• [WORK INSTRUCTIONS] Tally the lines of these entries that include "name"; respond with only that tally.

(Beginning of SUPPLIED RECORDS)

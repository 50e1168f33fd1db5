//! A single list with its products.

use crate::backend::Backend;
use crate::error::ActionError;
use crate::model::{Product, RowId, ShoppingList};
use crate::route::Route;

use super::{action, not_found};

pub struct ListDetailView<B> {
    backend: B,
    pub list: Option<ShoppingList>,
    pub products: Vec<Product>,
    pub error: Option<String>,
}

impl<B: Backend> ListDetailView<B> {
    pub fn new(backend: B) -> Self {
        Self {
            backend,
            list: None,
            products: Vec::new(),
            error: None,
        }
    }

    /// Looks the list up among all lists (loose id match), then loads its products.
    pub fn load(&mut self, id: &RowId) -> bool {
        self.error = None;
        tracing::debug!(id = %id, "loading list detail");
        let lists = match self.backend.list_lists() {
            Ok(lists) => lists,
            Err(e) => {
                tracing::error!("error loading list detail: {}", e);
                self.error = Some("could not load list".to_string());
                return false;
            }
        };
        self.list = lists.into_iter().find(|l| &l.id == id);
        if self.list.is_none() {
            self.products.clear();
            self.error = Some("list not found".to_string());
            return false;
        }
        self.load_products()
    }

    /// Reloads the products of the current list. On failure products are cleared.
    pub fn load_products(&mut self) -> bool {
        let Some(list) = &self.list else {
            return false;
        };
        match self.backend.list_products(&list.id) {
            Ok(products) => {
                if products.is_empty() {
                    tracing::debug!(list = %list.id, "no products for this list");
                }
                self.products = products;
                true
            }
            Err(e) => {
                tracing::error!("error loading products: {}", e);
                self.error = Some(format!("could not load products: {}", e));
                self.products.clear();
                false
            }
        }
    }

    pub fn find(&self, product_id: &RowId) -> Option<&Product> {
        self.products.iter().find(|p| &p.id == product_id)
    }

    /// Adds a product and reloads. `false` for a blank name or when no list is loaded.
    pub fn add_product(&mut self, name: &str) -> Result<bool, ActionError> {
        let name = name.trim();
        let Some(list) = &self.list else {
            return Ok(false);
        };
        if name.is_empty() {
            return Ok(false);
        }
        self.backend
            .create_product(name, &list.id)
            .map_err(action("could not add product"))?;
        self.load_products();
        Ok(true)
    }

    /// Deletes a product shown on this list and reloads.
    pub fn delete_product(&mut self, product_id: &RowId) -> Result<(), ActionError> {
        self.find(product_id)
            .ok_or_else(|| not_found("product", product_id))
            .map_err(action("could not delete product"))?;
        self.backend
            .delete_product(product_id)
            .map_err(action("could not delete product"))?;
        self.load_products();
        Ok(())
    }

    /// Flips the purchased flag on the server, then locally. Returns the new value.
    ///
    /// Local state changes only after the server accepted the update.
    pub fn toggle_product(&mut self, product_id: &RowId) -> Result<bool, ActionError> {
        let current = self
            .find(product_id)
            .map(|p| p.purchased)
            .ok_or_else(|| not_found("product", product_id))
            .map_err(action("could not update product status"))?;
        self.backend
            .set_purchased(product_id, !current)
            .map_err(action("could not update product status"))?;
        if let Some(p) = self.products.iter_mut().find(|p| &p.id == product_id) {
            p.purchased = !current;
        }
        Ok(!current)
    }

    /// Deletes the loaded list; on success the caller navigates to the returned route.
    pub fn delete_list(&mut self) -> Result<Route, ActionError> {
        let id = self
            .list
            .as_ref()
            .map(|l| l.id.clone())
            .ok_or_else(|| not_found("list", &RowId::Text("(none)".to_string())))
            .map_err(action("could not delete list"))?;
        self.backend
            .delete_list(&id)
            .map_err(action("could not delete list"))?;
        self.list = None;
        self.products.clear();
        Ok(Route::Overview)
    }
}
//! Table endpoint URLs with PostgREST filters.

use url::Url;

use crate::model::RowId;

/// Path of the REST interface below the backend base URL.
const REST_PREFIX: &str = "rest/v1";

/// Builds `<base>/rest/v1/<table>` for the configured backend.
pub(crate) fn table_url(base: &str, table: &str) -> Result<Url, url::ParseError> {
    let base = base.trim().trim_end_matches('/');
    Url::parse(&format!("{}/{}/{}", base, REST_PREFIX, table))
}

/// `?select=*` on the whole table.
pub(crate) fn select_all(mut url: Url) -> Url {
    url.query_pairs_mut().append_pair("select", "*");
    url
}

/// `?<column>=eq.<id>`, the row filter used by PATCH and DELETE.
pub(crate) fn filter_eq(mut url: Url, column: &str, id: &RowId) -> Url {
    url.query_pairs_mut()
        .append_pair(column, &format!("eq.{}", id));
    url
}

(End of SUPPLIED RECORDS)

• [EXERCISE SOLUTION] 5